On the afternoon of August 18, Captain Javier Escorihuela received a WhatsApp message from his superiors. The 29-year-old military official from Seville was being “activated” along with his team in the Air Deployment Support Squadron (EADA) to fly to Kabul and assist the Spanish army with the evacuation effort in Afghanistan. At that point, Escorihuela could not imagine that the instant messaging service would help save “around 1,200 people” who were extracted from a crushing crowd of thousands of Afghans desperately attempting to flee Taliban rule.

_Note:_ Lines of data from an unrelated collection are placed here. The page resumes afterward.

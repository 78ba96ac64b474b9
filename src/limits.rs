//! Server configuration limits and timeouts.
//!
//! Default limits are intentionally conservative: they bound what a single
//! connection can make the server read before the transaction is failed
//! with a `400`, and how long an idle socket may hold a worker.

use std::time::Duration;

/// Per-connection read limits.
///
/// # Examples
///
/// ```no_run
/// use ember_web::{Limits, Server};
/// use std::time::Duration;
///
/// let server = Server::builder()
///     .port(8080)
///     .limits(Limits {
///         read_timeout: Duration::from_secs(5),
///         ..Limits::default()
///     })
///     .build();
/// ```
#[derive(Debug, Clone)]
pub struct Limits {
    /// Socket read timeout (default: `1 second`).
    ///
    /// Bounds the time between requests on a persistent connection. A
    /// timeout before the next request line arrives is a quiet disconnect;
    /// a timeout mid-request yields `408`.
    pub read_timeout: Duration,

    /// Maximum length of a single protocol line in bytes (default: `8192`).
    ///
    /// Applies to the request line, each header line, and chunk size lines.
    pub max_line_bytes: usize,

    /// Maximum number of header lines per request (default: `100`).
    pub max_header_count: usize,

    /// Cap on an `application/x-www-form-urlencoded` body read by the
    /// parameter accessors (default: `2 MiB`).
    pub max_form_bytes: usize,

    #[doc(hidden)]
    pub _priv: (),
}

impl Default for Limits {
    fn default() -> Self {
        Self {
            read_timeout: Duration::from_secs(1),
            max_line_bytes: 8192,
            max_header_count: 100,
            max_form_bytes: 2 * 1024 * 1024,

            _priv: (),
        }
    }
}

The day after getting the message, he and 19 other service members took off from the military base in Zaragoza to take part in the most complicated mission of their lives, as Spain joined the international evacuation effort in Afghanistan. “I’d never done anything like this before. We are prepared to defend Spain and its allies by identifying the threat and neutralizing the bad guys, but in this case, it was about saving people, about removing them from hell.”

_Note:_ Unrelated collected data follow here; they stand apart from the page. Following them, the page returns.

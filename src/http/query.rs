//! URL query string and `application/x-www-form-urlencoded` decoding.

use memchr::memchr;

/// Decodes a percent-encoded string. `+` decodes to a space, `%XX` pairs
/// decode to bytes, and the result is interpreted as UTF-8 (invalid
/// sequences are replaced). Malformed escapes are passed through verbatim.
pub fn url_decode(s: &str) -> String {
    let bytes = s.as_bytes();
    let mut out = Vec::with_capacity(bytes.len());
    let mut i = 0;

    while i < bytes.len() {
        match bytes[i] {
            b'+' => {
                out.push(b' ');
                i += 1;
            }
            b'%' => {
                match (hex_val(bytes.get(i + 1)), hex_val(bytes.get(i + 2))) {
                    (Some(hi), Some(lo)) => {
                        out.push(hi << 4 | lo);
                        i += 3;
                    }
                    _ => {
                        out.push(b'%');
                        i += 1;
                    }
                }
            }
            b => {
                out.push(b);
                i += 1;
            }
        }
    }

    String::from_utf8_lossy(&out).into_owned()
}

fn hex_val(b: Option<&u8>) -> Option<u8> {
    match b {
        Some(b @ b'0'..=b'9') => Some(b - b'0'),
        Some(b @ b'a'..=b'f') => Some(b - b'a' + 10),
        Some(b @ b'A'..=b'F') => Some(b - b'A' + 10),
        _ => None,
    }
}

/// Parses name-value pairs from an `x-www-form-urlencoded` string, as used
/// both for GET query strings and submitted form bodies. UTF-8 is assumed.
///
/// The original parameter order is retained; pairs with an empty name are
/// dropped.
pub fn parse_params(s: &str) -> Vec<(String, String)> {
    let mut params = Vec::new();
    let bytes = s.as_bytes();
    let mut start = 0;

    while start < bytes.len() {
        let end = memchr(b'&', &bytes[start..])
            .map(|pos| start + pos)
            .unwrap_or(bytes.len());
        let pair = &s[start..end];

        let (name, value) = match pair.split_once('=') {
            Some((n, v)) => (n, v),
            None => (pair, ""),
        };

        let name = url_decode(name.trim());
        if !name.is_empty() {
            params.push((name, url_decode(value.trim())));
        }

        start = end + 1;
    }

    params
}

/// Converts a parameter list into a first-occurrence-wins list: duplicate
/// names keep only the first value, order is retained.
pub(crate) fn dedup_params(params: Vec<(String, String)>) -> Vec<(String, String)> {
    let mut out: Vec<(String, String)> = Vec::with_capacity(params.len());

    for (name, value) in params {
        if !out.iter().any(|(n, _)| *n == name) {
            out.push((name, value));
        }
    }

    out
}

Escorihuela, who already had experience with missions in Africa’s Sahel region, quickly packed his duffel bag with “strictly essential” items such as weapons, ammunition and communication devices. He had received instructions to travel light as they might have to leave things behind in the event of a rushed exit.

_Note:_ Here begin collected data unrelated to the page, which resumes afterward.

impl<'c> Response<'c> {
    pub(crate) fn new(out: &'c mut dyn Write) -> Self {
        Self {
            out: Some(out),
            sink: None,
            headers: Headers::new(),
            headers_sent: false,
            discard_body: false,
            accepts_gzip: false,
            accepts_deflate: false,
            accepts_chunked: false,
        }
    }

    /// Discards everything staged so far so an error response can replace
    /// it. Only meaningful while the headers have not been sent.
    pub(crate) fn reset(&mut self) {
        self.headers = Headers::new();
    }

    pub(crate) fn set_client_capabilities(&mut self, req: &Request<'_>) {
        let accepted = split_elements(req.headers().get("Accept-Encoding"), true);
        let has = |name: &str| {
            accepted
                .iter()
                .any(|e| e.split(';').next().unwrap_or("").trim() == name)
        };

        self.accepts_gzip = has("gzip") || has("x-gzip");
        self.accepts_deflate = has("deflate");
        self.accepts_chunked = req.version() == Version::Http11;
    }

    #[inline]
    pub fn headers(&self) -> &Headers {
        &self.headers
    }

    #[inline]
    pub fn headers_mut(&mut self) -> &mut Headers {
        &mut self.headers
    }

    /// Whether the status line and headers have already been written.
    #[inline]
    pub fn headers_sent(&self) -> bool {
        self.headers_sent
    }

    /// Suppresses body output (HEAD processing); headers are unaffected.
    pub fn set_discard_body(&mut self, discard: bool) {
        self.discard_body = discard;
    }

    /// Writes an interim `100 Continue` response and flushes it, leaving
    /// the real response untouched.
    pub(crate) fn send_continue(&mut self) -> io::Result<()> {
        if let Some(out) = self.out.as_deref_mut() {
            out.write_all(b"HTTP/1.1 100 Continue\r\n\r\n")?;
            out.flush()?;
        }
        Ok(())
    }

    /// Writes the status line and the staged headers, adding `Date` and
    /// `Server` if absent. A second call is a no-op.
    pub fn send_headers(&mut self, status: u16) -> io::Result<()> {
        if self.headers_sent {
            return Ok(());
        }

        if !self.headers.contains("Date") {
            if let Ok(date) = format_date(SystemTime::now()) {
                self.headers.add("Date", &date);
            }
        }
        if !self.headers.contains("Server") {
            self.headers.add("Server", SERVER_HEADER);
        }

        let out = self
            .out
            .as_deref_mut()
            .ok_or_else(|| io::Error::new(io::ErrorKind::Other, "response already streaming"))?;

        write!(out, "HTTP/1.1 {} {}\r\n", status, reason_phrase(status))?;
        self.headers.write_to(out)?;
        self.headers_sent = true;
        Ok(())
    }

    /// Sends the response headers for a resource, negotiating the body
    /// framing and encoding:
    ///
    /// - with a `range`, a `Content-Range` is added and a `200` status is
    ///   substituted with `206` (the caller passes the un-adjusted length);
    /// - without a known length, the body is chunked when the client
    ///   speaks HTTP/1.1, otherwise the connection is marked to close;
    /// - compressible content types above the size threshold are wrapped
    ///   in `gzip`/`deflate` when the client accepts one.
    pub fn send_headers_with(
        &mut self,
        status: u16,
        length: Option<u64>,
        last_modified: Option<SystemTime>,
        etag: Option<&str>,
        content_type: Option<&str>,
        range: Option<(u64, u64)>,
    ) -> io::Result<()> {
        if self.headers_sent {
            return Ok(());
        }

        let mut status = status;
        let mut length = length;

        if let Some((lo, hi)) = range {
            let total = match length {
                Some(len) => len.to_string(),
                None => "*".to_string(),
            };
            self.headers
                .add("Content-Range", &format!("bytes {}-{}/{}", lo, hi, total));
            length = Some(hi - lo + 1);
            if status == 200 {
                status = 206;
            }
        }

        let ct = match self.headers.get("Content-Type") {
            Some(ct) => ct.to_string(),
            None => {
                let ct = content_type.unwrap_or("application/octet-stream");
                self.headers.add("Content-Type", ct);
                ct.to_string()
            }
        };

        if !self.headers.contains("Content-Length") && !self.headers.contains("Transfer-Encoding") {
            let compression = if is_compressible(&ct)
                && length.map_or(true, |len| len > COMPRESS_THRESHOLD)
            {
                [("gzip", self.accepts_gzip), ("deflate", self.accepts_deflate)]
                    .into_iter()
                    .find(|(_, ok)| *ok)
                    .map(|(enc, _)| enc)
            } else {
                None
            };

            match compression {
                // compressed output has no predictable length, so it rides
                // on chunked framing
                Some(enc) if self.accepts_chunked => {
                    self.headers.add("Transfer-Encoding", "chunked");
                    self.headers.add("Content-Encoding", enc);
                    if !self.headers.contains("Vary") {
                        self.headers.add("Vary", "Accept-Encoding");
                    }
                }
                _ if length.is_none() => {
                    if self.accepts_chunked {
                        self.headers.add("Transfer-Encoding", "chunked");
                    } else {
                        self.headers.replace("Connection", "close");
                    }
                }
                _ => {
                    let len = length.unwrap_or(0);
                    self.headers.add("Content-Length", &len.to_string());
                }
            }
        }

        if let Some(lm) = last_modified {
            if !self.headers.contains("Last-Modified") {
                let lm = lm.min(SystemTime::now());
                if let Ok(date) = format_date(lm) {
                    self.headers.add("Last-Modified", &date);
                }
            }
        }
        if let Some(etag) = etag {
            if !self.headers.contains("ETag") {
                self.headers.add("ETag", etag);
            }
        }

        self.send_headers(status)
    }

    /// The response body sink, wrapped according to the sent headers.
    /// HEAD processing yields a sink that swallows everything.
    pub fn body(&mut self) -> io::Result<&mut dyn Write> {
        if self.sink.is_none() {
            let sink = if self.discard_body {
                self.out.take();
                Sink::Null
            } else {
                let out = self.out.take().ok_or_else(|| {
                    io::Error::new(io::ErrorKind::Other, "response body already taken")
                })?;

                let chunked = self
                    .headers
                    .get("Transfer-Encoding")
                    .is_some_and(|v| v.eq_ignore_ascii_case("chunked"));
                let inner = if chunked {
                    SinkInner::Chunked(ChunkedWriter::new(out))
                } else {
                    SinkInner::Bare(out)
                };

                match self.headers.get("Content-Encoding") {
                    Some(enc) if enc.eq_ignore_ascii_case("gzip") => {
                        Sink::Gzip(GzEncoder::new(inner, Compression::default()))
                    }
                    Some(enc) if enc.eq_ignore_ascii_case("deflate") => {
                        Sink::Deflate(ZlibEncoder::new(inner, Compression::default()))
                    }
                    _ => Sink::Identity(inner),
                }
            };
            self.sink = Some(sink);
        }

        match self.sink.as_mut() {
            Some(sink) => Ok(sink),
            None => Err(io::Error::new(io::ErrorKind::Other, "no body sink")),
        }
    }

    /// Streams `src` into the body sink, honoring a range if one was sent.
    /// Suppressed entirely when the body is being discarded (HEAD).
    pub fn send_body(
        &mut self,
        src: &mut dyn Read,
        length: i64,
        range: Option<(u64, u64)>,
    ) -> io::Result<()> {
        if self.discard_body {
            return Ok(());
        }

        let out = self.body()?;
        match range {
            Some((lo, hi)) => {
                transfer(src, None, lo as i64)?;
                transfer(src, Some(out), (hi - lo + 1) as i64)
            }
            None => transfer(src, Some(out), length),
        }
    }

    /// Sends a complete `text/html; charset=utf-8` response with the
    /// given status.
    pub fn send(&mut self, status: u16, text: &str) -> io::Result<()> {
        let content = text.as_bytes().to_vec();
        self.send_headers_with(
            status,
            Some(content.len() as u64),
            None,
            None,
            Some("text/html; charset=utf-8"),
            None,
        )?;

        if !self.discard_body {
            self.body()?.write_all(&content)?;
        }
        Ok(())
    }

    /// Sends a default error page for the given status.
    pub fn send_error(&mut self, status: u16) -> io::Result<()> {
        let text = if status < 400 {
            ":)"
        } else {
            "sorry, it can't be done"
        };
        self.send_error_msg(status, text)
    }

    /// Sends an error page carrying the given (HTML-escaped) text.
    /// Error statuses mark the connection to close.
    pub fn send_error_msg(&mut self, status: u16, text: &str) -> io::Result<()> {
        if status >= 400 {
            self.headers.replace("Connection", "close");
        }

        let reason = reason_phrase(status);
        let page = format!(
            "<!DOCTYPE html>\n<html>\n<head><title>{status} {reason}</title></head>\n\
             <body>\n<h1>{status} {reason}</h1>\n<p>{}</p>\n<hr>\n\
             <p><a href=\"/\">Home</a></p>\n</body>\n</html>",
            escape_html(text),
        );
        self.send(status, &page)
    }

    /// Sends a `301`/`302` redirect to the given URL with an empty body.
    pub fn redirect(&mut self, url: &str, permanent: bool) -> io::Result<()> {
        self.headers.add("Location", url);
        let status = if permanent { 301 } else { 302 };
        self.send_headers_with(
            status,
            Some(0),
            None,
            None,
            Some("text/html; charset=utf-8"),
            None,
        )
    }

    /// Finishes the body sink (writing the trailing chunk and the
    /// compressor epilogue as needed) and flushes the connection. The
    /// underlying socket stays open.
    pub(crate) fn close(&mut self) -> io::Result<()> {
        if let Some(sink) = self.sink.take() {
            sink.finish()?;
        } else if let Some(out) = self.out.as_deref_mut() {
            out.flush()?;
        }
        Ok(())
    }
}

As it turned out, once on the ground “radio communications failed depending on the distance,” and the Spanish captain ultimately relied on two cellphones to rescue hundreds of people – “mothers, fathers, children, entire families, journalists, movie directors, activists…” – from the hell of human despair surrounding Kabul’s international airport and the nearby NATO military base. “I think none of us had imagined that so many lives would depend on us.”
The team landed at 6am on August 19 and quickly realized that things were not going to be like anything they’d ever experienced before. “Nobody came out to greet us, there was nobody [from the armed forces] there. I thought: ‘They must be really busy.’ At the same time, I could see dozens of refugees going by, lots of tired-looking children. They were walking towards the planes, even climbing inside our own, there were so many people everywhere…”
Not long after that, Escorihuela’s subordinates returned from the airport’s access gates and briefed him on the situation. He quickly set up a team to go in search of Afghan nationals who had worked with Spanish authorities and armed forces during the nearly two decades that Western forces were present in the country. At that point, there were still three open access points and Spain was able to operate in two of them. But the next day, “with over 16,000 refugees inside the base extracted by different countries, and due to the impossibility of keeping control, the US army decided to leave only one entrance open,” he recalls. Abbey Gate became the only way out of Afghanistan by air.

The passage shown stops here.